In “The Letters from Zedelghem,” Robert Frobisher, a charming rogue and musical genius, comments on the bizarre structure of his Cloud Atlas Sextet, asking whether it’s revolutionary or gimmicky. Hapless Pisces that I am, I’ve risen to Mitchell’s deftly angled fly. The structure of Cloud Atlas allows Mitchell to do two things, or I should say at least two things: one is interesting meh; the other, incredible, astonishing, mind-blowing. Add superlative of choice. By having the chronology of the story end in the middle of the book, Mitchell reinforces the theme of temporal non-linearity or eternal recurrence. The will to power isn’t subject to time. It’s eternally active and is equally present in the 1850s (when Ewing is writing his journal), the 1930s (when Frobisher is composing his Cloud Atlas Sextet), the 1970s (when investigative journalist Luisa Rey is exposing Seaboard), the 2000s (when Cavendish is penning his memoirs), as it is now in 2010, and beyond. Because the will to power is eternally active, it has no beginning, middle, or end. It’s ageless. Which is why, in part, Mitchell cleverly “ends” the narrative in the 1850s, where it “began.” This is a hip, cool post-modern maneuver, to be sure, but it’s hardly revolutionary. Wacky timelines abound. What is revolutionary is constructing a novel with TWO endings: a chronological ending (in the middle) and a narrative ending (at the end) on page 528. By diverging the storyline and timeline in this way, Mitchell creates two lines-of-sight that produce a unique parallax effect. We perceive two things at once, as happens in the morning when your eyes, still goofy from sleep, cross in the shower, magically doubling the label on the shampoo bottle. On the one hand, we see how Mitchell’s fictional story ends—dystopia gives way to societal collapse and a post-apocalyptic future. On the other, we see ourselves at the present moment—we’re readers of a story, a collective story, that has an uncertain future. We don’t know how history will unfold. Which is why we face a profound choice. Enter: Mitchell’s modified version of Pascal’s wager.
If we believe humanity is a ladder of tribes, a colosseum of confrontation, exploitation & bestiality, such a humanity is brought into being…. If we believe that humanity may transcend tooth & claw, if we believe divers races & creeds can share this world as peacably as the orphans share their candlenut tree, if we believe leaders must be just, violence muzzled, power accountable & the riches of the Earth & its Oceans shared equitably, such a world will come to pass.

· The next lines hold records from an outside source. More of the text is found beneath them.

//! Lesson session state types

use crate::lesson::{
    DiagnosticQuestion, PracticeQuestion, DIAGNOSTIC_QUESTIONS, PRACTICE_QUESTIONS,
};
use serde::Serialize;

/// Context label used when no step-specific label applies
pub const DEFAULT_CONTEXT_LABEL: &str = "Limits and derivatives lesson.";

// ============================================================================
// Step
// ============================================================================

/// Stage of the fixed lesson sequence, in walk order
#[derive(Debug, Clone, Copy, PartialEq, Eq, PartialOrd, Ord, Hash, Default, Serialize)]
#[serde(rename_all = "snake_case")]
pub enum Step {
    #[default]
    Intro,
    Diagnostic,
    Lesson,
    Bridge,
    Definition,
    Practice,
}

impl Step {
    #[allow(dead_code)] // Used by tests
    pub const ALL: [Step; 6] = [
        Step::Intro,
        Step::Diagnostic,
        Step::Lesson,
        Step::Bridge,
        Step::Definition,
        Step::Practice,
    ];

    pub fn as_str(self) -> &'static str {
        match self {
            Step::Intro => "intro",
            Step::Diagnostic => "diagnostic",
            Step::Lesson => "lesson",
            Step::Bridge => "bridge",
            Step::Definition => "definition",
            Step::Practice => "practice",
        }
    }

    /// Short description of the step handed to the completion service
    pub fn context_label(self) -> &'static str {
        match self {
            Step::Intro => "Intro and overview of the lesson.",
            Step::Diagnostic => "Diagnostic quiz on limits.",
            Step::Lesson => "Lesson on limits: approach, graph, two-sided limits.",
            Step::Bridge => "Bridge: average to instantaneous rate of change.",
            Step::Definition => "Definition of the derivative using a limit.",
            Step::Practice => "Practice questions on derivative meaning and definition.",
        }
    }

    /// Tone for messages the step emits; intro has none of its own
    pub fn tone(self) -> Tone {
        match self {
            Step::Diagnostic => Tone::Diagnostic,
            Step::Intro | Step::Lesson => Tone::Lesson,
            Step::Bridge => Tone::Bridge,
            Step::Definition => Tone::Definition,
            Step::Practice => Tone::Practice,
        }
    }
}

impl std::fmt::Display for Step {
    fn fmt(&self, f: &mut std::fmt::Formatter<'_>) -> std::fmt::Result {
        f.write_str(self.as_str())
    }
}

// ============================================================================
// Message metadata
// ============================================================================

/// Who authored a transcript entry
#[derive(Debug, Clone, Copy, PartialEq, Eq, Serialize)]
#[serde(rename_all = "snake_case")]
pub enum Role {
    Tutor,
    User,
}

/// Presentation category of a tutor message. Never affects behavior.
#[derive(Debug, Clone, Copy, PartialEq, Eq, Serialize)]
#[serde(rename_all = "snake_case")]
pub enum Tone {
    Diagnostic,
    Lesson,
    Bridge,
    Definition,
    Practice,
}

// ============================================================================
// Lesson State
// ============================================================================

/// Whether a free-form question is waiting on the tutor relay
#[derive(Debug, Clone, Copy, PartialEq, Eq, Default)]
pub enum RelayStatus {
    #[default]
    Idle,
    /// One relay call in flight; the reply will carry `tone`
    Awaiting { tone: Tone },
}

/// Mutable lesson position. The transcript is owned by the runtime.
#[derive(Debug, Clone, Copy, PartialEq, Eq, Default)]
pub struct LessonState {
    pub step: Step,
    pub diagnostic_index: usize,
    pub practice_index: usize,
    pub practice_done: bool,
    pub relay: RelayStatus,
}

impl LessonState {
    /// The diagnostic question whose options are on offer, if any
    pub fn current_diagnostic(&self) -> Option<&'static DiagnosticQuestion> {
        if self.step == Step::Diagnostic {
            DIAGNOSTIC_QUESTIONS.get(self.diagnostic_index)
        } else {
            None
        }
    }

    /// The practice question whose options are on offer, if any
    pub fn current_practice(&self) -> Option<&'static PracticeQuestion> {
        if self.step == Step::Practice && !self.practice_done {
            PRACTICE_QUESTIONS.get(self.practice_index)
        } else {
            None
        }
    }

    pub fn is_relay_pending(&self) -> bool {
        matches!(self.relay, RelayStatus::Awaiting { .. })
    }
}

The glory of Mitchell’s aesthetic achievement is that he adroitly frames a narrative that “starts” an extra-fictional reality when Cloud Atlas “ends,” namely, a reader who, anxious, worried, and not a little terrified by the state of the world, begins to wonder about the kind of history he wants to help write. How will you manifest your will to power? That’s Mitchell’s genius in Cloud Atlas.